John Resig, a member of Mozilla's Firebug development team, announced yesterday that the final version of Firebug 1.2 had been released. Firebug is a debugger for HTML, CSS, and JavaScript that sits within the Firefox Web browser. It has become an essential tool for Web developers, particularly those who use the modern technique known as "Ajax" ("asynchronous JavaScript and XML").

Firebug is popular because it solves the long-standing problem of debugging Web pages. Before Firebug, the two main methods for debugging Web applications were the server's error log (to which all error-related data was sent) and the HTML source code (making the debugging output visible to all users via the "view source" function). But with JavaScript becoming an increasingly important player in the creation of dynamic Web sites, and with CSS (cascading stylesheets) determining the formatting, the combination of error logs and "view source" was getting painfully difficult.

This latest release of Firebug has been a long time coming, with beta versions stretching back many months. As Resig notes in his blog announcement, users who had not been working with the beta version of 1.2 might be surprised to find that they are being asked which portions of Firebug should be activated. The reason is that activating Firebug has the effect of slowing down Firebug across the board, by what Resig estimates to be 25 percent.

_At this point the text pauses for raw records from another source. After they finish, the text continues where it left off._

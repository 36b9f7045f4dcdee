pub mod snapshot_handler;
use crate::error::ApiError;
use crate::state::AppState;
use axum::Json;
use axum::extract::State;
use axum::extract::rejection::JsonRejection;
use axum::http::StatusCode;
use axum::response::{IntoResponse, Response};
use corredor_routing::location::{Geocoder, Location};
use corredor_routing::routing_path::RoutingPath;
use geo_types::LineString;
use geojson::{Feature, GeoJson, Geometry, JsonObject};
use serde::{Deserialize, Serialize};
use std::sync::Arc;

#[derive(Serialize)]
pub struct RouteResponse {
    path: GeoJson,
}

impl IntoResponse for RouteResponse {
    fn into_response(self) -> Response {
        (StatusCode::OK, Json(self)).into_response()
    }
}

#[derive(Deserialize)]
pub struct RouteRequestBody {
    origin: Location,
    destination: Location,
}

/// Free text holding plain coordinates does not need the geocoder.
fn normalize(location: Location) -> Location {
    match location {
        Location::Place(text) => Location::parse(&text),
        location => location,
    }
}

fn to_geojson(path: &RoutingPath) -> GeoJson {
    let line: LineString = path
        .points()
        .iter()
        .map(geo_types::Point::<f64>::from)
        .collect();

    let mut properties = JsonObject::new();
    properties.insert("itime_hours".to_string(), path.itime().into());
    properties.insert("distance_meters".to_string(), path.distance().value().into());
    properties.insert(
        "snapshot_version".to_string(),
        path.snapshot_version().into(),
    );
    properties.insert("nodes".to_string(), path.nodes().into());

    GeoJson::Feature(Feature {
        bbox: None,
        properties: Some(properties),
        foreign_members: None,
        id: None,
        geometry: Some(Geometry::new(geojson::Value::from(&line))),
    })
}

pub async fn route_handler<G: Geocoder + 'static>(
    State(state): State<Arc<AppState<G>>>,
    body: Result<Json<RouteRequestBody>, JsonRejection>,
) -> Result<RouteResponse, ApiError> {
    let Json(body) = body.map_err(|rejection| ApiError::BadRequest(rejection.body_text()))?;

    let origin = normalize(body.origin);
    let destination = normalize(body.destination);

    let path = state.router.route(&origin, &destination).await?;

    Ok(RouteResponse {
        path: to_geojson(&path),
    })
}
use jiff::SpanRelativeTo;

pub fn parse_duration(input: &str) -> Result<std::time::Duration, String> {
    let duration = if let Ok(duration) = input.parse::<jiff::SignedDuration>() {
        duration
    } else if let Ok(duration) = input
        .parse::<jiff::Span>()
        .and_then(|span| span.to_duration(SpanRelativeTo::days_are_24_hours()))
    {
        duration
    } else if let Ok(seconds) = input.parse::<i64>() {
        jiff::SignedDuration::from_secs(seconds)
    } else {
        return Err(String::from("Invalid duration"));
    };

    if !duration.is_positive() {
        return Err(String::from("Duration must be positive"));
    }

    std::time::Duration::try_from(duration).map_err(|err| err.to_string())
}
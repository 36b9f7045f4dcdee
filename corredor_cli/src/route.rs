use std::path::PathBuf;

use clap::Args;
use corredor_feeds::nominatim::{NominatimGeocoder, NominatimParams};
use corredor_routing::location::Location;
use corredor_routing::router::Router;

use crate::graph::load_manager;
use crate::refresh::{FeedArgs, refresh_once};

#[derive(Args)]
pub struct RouteArgs {
    /// JSON street graph
    #[arg(short, long)]
    graph: PathBuf,

    /// Origin, either "lat lon" or a place name
    #[arg(short, long)]
    from: String,

    /// Destination, either "lat lon" or a place name
    #[arg(short, long)]
    to: String,

    /// City appended to place names before geocoding
    #[arg(long, default_value = "Barcelona")]
    context: String,

    /// Fetch live congestion before routing
    #[arg(long)]
    live: bool,

    #[command(flatten)]
    feed: FeedArgs,
}

pub async fn run(args: RouteArgs) -> anyhow::Result<()> {
    let manager = load_manager(&args.graph)?;

    if args.live {
        refresh_once(&manager, args.feed).await?;
    }

    let geocoder = NominatimGeocoder::new(NominatimParams {
        context: (!args.context.is_empty()).then_some(args.context),
        ..NominatimParams::default()
    })?;

    let router = Router::new(manager, geocoder);
    let path = router
        .route(&Location::parse(&args.from), &Location::parse(&args.to))
        .await?;

    println!("{}", serde_json::to_string_pretty(&path)?);

    Ok(())
}
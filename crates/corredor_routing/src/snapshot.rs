use std::sync::Arc;

use jiff::Timestamp;
use parking_lot::RwLock;
use serde::Serialize;
use tracing::{info, warn};

use crate::congestion::{CongestionLevel, TrafficSegment};
use crate::congestion_mapper::map_congestion;
use crate::graph::StreetGraph;
use crate::location_index::LocationIndex;
use crate::stopwatch::Stopwatch;
use crate::travel_time::calculate_itimes;

/// Per-edge congestion and travel time of one refresh epoch.
#[derive(Debug, Clone, PartialEq)]
pub struct EdgeCosts {
    congestion: Vec<CongestionLevel>,
    itime: Vec<f64>,
}

impl EdgeCosts {
    pub fn new(graph: &StreetGraph, congestion: Vec<CongestionLevel>) -> Self {
        let itime = calculate_itimes(graph, &congestion);
        EdgeCosts { congestion, itime }
    }

    /// Costs with every edge at level 0.
    pub fn without_congestion(graph: &StreetGraph) -> Self {
        Self::new(graph, vec![CongestionLevel::NO_DATA; graph.edge_count()])
    }

    pub fn congestion(&self, edge_id: usize) -> CongestionLevel {
        self.congestion[edge_id]
    }

    pub fn itime(&self, edge_id: usize) -> f64 {
        self.itime[edge_id]
    }

    pub fn congestion_levels(&self) -> &[CongestionLevel] {
        &self.congestion
    }

    pub fn itimes(&self) -> &[f64] {
        &self.itime
    }

    pub fn level_histogram(&self) -> [usize; 7] {
        let mut histogram = [0; 7];
        for level in &self.congestion {
            histogram[level.index()] += 1;
        }
        histogram
    }
}

#[derive(Debug, Clone, Serialize)]
pub struct SnapshotStatus {
    pub version: u64,
    pub built_at: Timestamp,
    pub segments: usize,
    pub edges_per_level: [usize; 7],
}

/// Fully costed routable graph. Never mutated once built.
pub struct GraphSnapshot {
    version: u64,
    built_at: Timestamp,
    segments: usize,
    graph: Arc<StreetGraph>,
    index: Arc<LocationIndex>,
    costs: EdgeCosts,
}

impl GraphSnapshot {
    /// Version 0: every edge costed at level 0.
    pub fn initial(graph: Arc<StreetGraph>, index: Arc<LocationIndex>) -> Self {
        let costs = EdgeCosts::without_congestion(&graph);
        GraphSnapshot {
            version: 0,
            built_at: Timestamp::now(),
            segments: 0,
            graph,
            index,
            costs,
        }
    }

    /// Maps `segments` onto the shared topology and costs every edge. The
    /// topology and index are shared with the previous snapshot.
    pub fn build(
        graph: Arc<StreetGraph>,
        index: Arc<LocationIndex>,
        segments: &[TrafficSegment],
        version: u64,
    ) -> Self {
        let mapping_sw = Stopwatch::new("snapshot/map_congestion");
        let congestion = map_congestion(&graph, &index, segments);
        mapping_sw.report();

        let costing_sw = Stopwatch::new("snapshot/itime");
        let costs = EdgeCosts::new(&graph, congestion);
        costing_sw.report();

        GraphSnapshot {
            version,
            built_at: Timestamp::now(),
            segments: segments.len(),
            graph,
            index,
            costs,
        }
    }

    pub fn version(&self) -> u64 {
        self.version
    }

    pub fn built_at(&self) -> Timestamp {
        self.built_at
    }

    pub fn graph(&self) -> &Arc<StreetGraph> {
        &self.graph
    }

    pub fn index(&self) -> &Arc<LocationIndex> {
        &self.index
    }

    pub fn costs(&self) -> &EdgeCosts {
        &self.costs
    }

    pub fn status(&self) -> SnapshotStatus {
        SnapshotStatus {
            version: self.version,
            built_at: self.built_at,
            segments: self.segments,
            edges_per_level: self.costs.level_histogram(),
        }
    }
}

/// Owns the currently published snapshot.
///
/// Readers clone the `Arc` and release the lock immediately, so a path search
/// never holds the lock and never observes a partially refreshed graph. A
/// replaced snapshot lives on until the last in-flight query drops it.
pub struct SnapshotManager {
    current: RwLock<Arc<GraphSnapshot>>,
}

impl SnapshotManager {
    pub fn new(initial: GraphSnapshot) -> Self {
        SnapshotManager {
            current: RwLock::new(Arc::new(initial)),
        }
    }

    /// Takes the read lock for the `Arc` clone only. Not lock-free: a reader
    /// can wait on a concurrent `publish`, which holds the write lock just
    /// for the pointer swap.
    pub fn current(&self) -> Arc<GraphSnapshot> {
        Arc::clone(&self.current.read())
    }

    pub fn next_version(&self) -> u64 {
        self.current.read().version() + 1
    }

    /// Atomically replaces the current snapshot. Returns `false` and keeps the
    /// current one if `snapshot` is not newer.
    pub fn publish(&self, snapshot: GraphSnapshot) -> bool {
        let mut current = self.current.write();

        if snapshot.version() <= current.version() {
            warn!(
                current = current.version(),
                rejected = snapshot.version(),
                "Refusing to publish stale snapshot"
            );
            return false;
        }

        info!(
            version = snapshot.version(),
            segments = snapshot.segments,
            "Publishing graph snapshot"
        );
        *current = Arc::new(snapshot);
        true
    }
}
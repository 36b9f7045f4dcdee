use crate::congestion::CongestionLevel;
use crate::graph::StreetGraph;
use crate::snapshot::EdgeCosts;

pub type Weight = f64;

pub trait Weighting {
    /// Cost of traversing `edge_id`, `None` if the edge must not be used.
    fn calc_edge_weight(&self, graph: &StreetGraph, edge_id: usize) -> Option<Weight>;
}

/// Geometric length in meters, used to approximate segment corridors.
pub struct LengthWeighting;

impl Weighting for LengthWeighting {
    #[inline(always)]
    fn calc_edge_weight(&self, graph: &StreetGraph, edge_id: usize) -> Option<Weight> {
        Some(graph.edge(edge_id).distance().value())
    }
}

/// Congestion-aware travel time. Blocked edges are never traversed.
pub struct ITimeWeighting<'a> {
    costs: &'a EdgeCosts,
}

impl<'a> ITimeWeighting<'a> {
    pub fn new(costs: &'a EdgeCosts) -> Self {
        ITimeWeighting { costs }
    }
}

impl Weighting for ITimeWeighting<'_> {
    #[inline(always)]
    fn calc_edge_weight(&self, _graph: &StreetGraph, edge_id: usize) -> Option<Weight> {
        if self.costs.congestion(edge_id) == CongestionLevel::BLOCKED {
            return None;
        }

        Some(self.costs.itime(edge_id))
    }
}
use corredor_routing::error::{FeedError, GeocodeError};
use thiserror::Error;

#[derive(Debug, Error)]
pub enum FeedClientError {
    #[error("HTTP request failed: {0}")]
    Request(#[from] reqwest::Error),

    #[error("API error: {status}")]
    Api { status: u16 },

    #[error("CSV error: {0}")]
    Csv(#[from] csv::Error),

    #[error(transparent)]
    Feed(#[from] FeedError),
}

impl From<FeedClientError> for FeedError {
    fn from(error: FeedClientError) -> Self {
        match error {
            FeedClientError::Feed(error) => error,
            FeedClientError::Api { status } => FeedError::Status(status),
            FeedClientError::Csv(error) => FeedError::Malformed {
                line: error.position().map_or(0, |p| p.line() as usize),
                reason: error.to_string(),
            },
            FeedClientError::Request(error) if error.is_timeout() => {
                FeedError::Request(format!("timed out: {error}"))
            }
            FeedClientError::Request(error) => FeedError::Request(error.to_string()),
        }
    }
}

impl From<FeedClientError> for GeocodeError {
    fn from(error: FeedClientError) -> Self {
        match error {
            FeedClientError::Request(error) if error.is_timeout() => GeocodeError::Timeout,
            error => GeocodeError::Request(error.to_string()),
        }
    }
}
use std::{
    fmt::Display,
    time::{Duration, Instant},
};

use tracing::debug;

pub struct Stopwatch<'a> {
    start_time: Instant,
    name: &'a str,
}

impl<'a> Stopwatch<'a> {
    pub fn new(name: &'a str) -> Self {
        Self {
            start_time: Instant::now(),
            name,
        }
    }

    pub fn elapsed(&self) -> Duration {
        self.start_time.elapsed()
    }

    pub fn report(&self) {
        debug!("{}", self);
    }
}

impl Display for Stopwatch<'_> {
    fn fmt(&self, f: &mut std::fmt::Formatter<'_>) -> std::fmt::Result {
        write!(f, "[{}]: {:?}", self.name, self.elapsed())
    }
}
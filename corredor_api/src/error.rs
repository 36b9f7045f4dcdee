use axum::http::StatusCode;
use axum::response::{IntoResponse, Response};
use corredor_routing::error::RoutingError;

#[derive(Debug)]
pub enum ApiError {
    BadRequest(String),
    InternalServerError(String),
    NotFound(String),
}

impl From<RoutingError> for ApiError {
    fn from(error: RoutingError) -> Self {
        match error {
            RoutingError::Resolution(text) => {
                ApiError::NotFound(format!("Destination not found: {text}"))
            }
            RoutingError::Unreachable => ApiError::NotFound("No path available".to_string()),
            error @ RoutingError::InvalidCoordinates { .. } => {
                ApiError::BadRequest(error.to_string())
            }
            error => ApiError::InternalServerError(error.to_string()),
        }
    }
}

impl IntoResponse for ApiError {
    fn into_response(self) -> Response {
        match self {
            ApiError::InternalServerError(message) => {
                (StatusCode::INTERNAL_SERVER_ERROR, message).into_response()
            }
            ApiError::BadRequest(message) => (StatusCode::BAD_REQUEST, message).into_response(),
            ApiError::NotFound(message) => (StatusCode::NOT_FOUND, message).into_response(),
        }
    }
}
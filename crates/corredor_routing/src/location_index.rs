use rstar::primitives::GeomWithData;
use rstar::{RStarInsertionStrategy, RTree, RTreeParams};
use tracing::debug;

use crate::geopoint::GeoPoint;
use crate::graph::StreetGraph;

type LocationIndexObject = GeomWithData<[f64; 2], usize>;

struct LocationIndexTreeParams;

impl RTreeParams for LocationIndexTreeParams {
    type DefaultInsertionStrategy = RStarInsertionStrategy;

    const MAX_SIZE: usize = 64;
    const MIN_SIZE: usize = 28;
    const REINSERTION_COUNT: usize = 5;
}

/// Nearest-node lookups over the projected node coordinates of a graph.
pub struct LocationIndex {
    tree: RTree<LocationIndexObject, LocationIndexTreeParams>,
}

impl LocationIndex {
    pub fn build_from_graph(graph: &StreetGraph) -> LocationIndex {
        debug!(nodes = graph.node_count(), "Building location index");

        let tree = RTree::bulk_load_with_params(
            graph
                .nodes()
                .iter()
                .enumerate()
                .map(|(node, street_node)| {
                    LocationIndexObject::new(street_node.point.project(), node)
                })
                .collect(),
        );

        LocationIndex { tree }
    }

    /// `None` for an empty index or coordinates that cannot be projected.
    pub fn closest_node(&self, coordinates: &GeoPoint) -> Option<usize> {
        if !coordinates.is_valid() {
            return None;
        }

        self.tree
            .nearest_neighbor(&coordinates.project())
            .map(|neighbor| neighbor.data)
    }

    pub fn size(&self) -> usize {
        self.tree.size()
    }
}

Firebug has become the de facto standard for Web debugging, both because it does so much, and because it does it well. Experimenting with CSS changes no longer requires that you reload a page dozens of times; using Firebug, you can dynamically edit an HTML element's styling, looking at the effects as you change each variable value. Similarly, Firebug's JavaScript console makes it easy to work with JavaScript interactively. Firefox always included a JavaScript console, and it was always possible to enter code in real time. Firebug takes this to a whole new level, displaying JavaScript objects in an easy-to-read form, and even highlighting DOM elements referenced in the debugger.

Firebug also provides debugging and profiling support for behind-the-scenes Ajax calls, making it possible for a developer to see what HTTP request was sent to the server, including parameters, and what response was received -- along with an indication of when the call was made, and how long it took to execute.

In the last year, we have seen Firebug turn into a platform with its own plugins. The best-known plugin is almost certainly YSlow, developed by Yahoo's engineering team in order to better understand the source of application bottlenecks.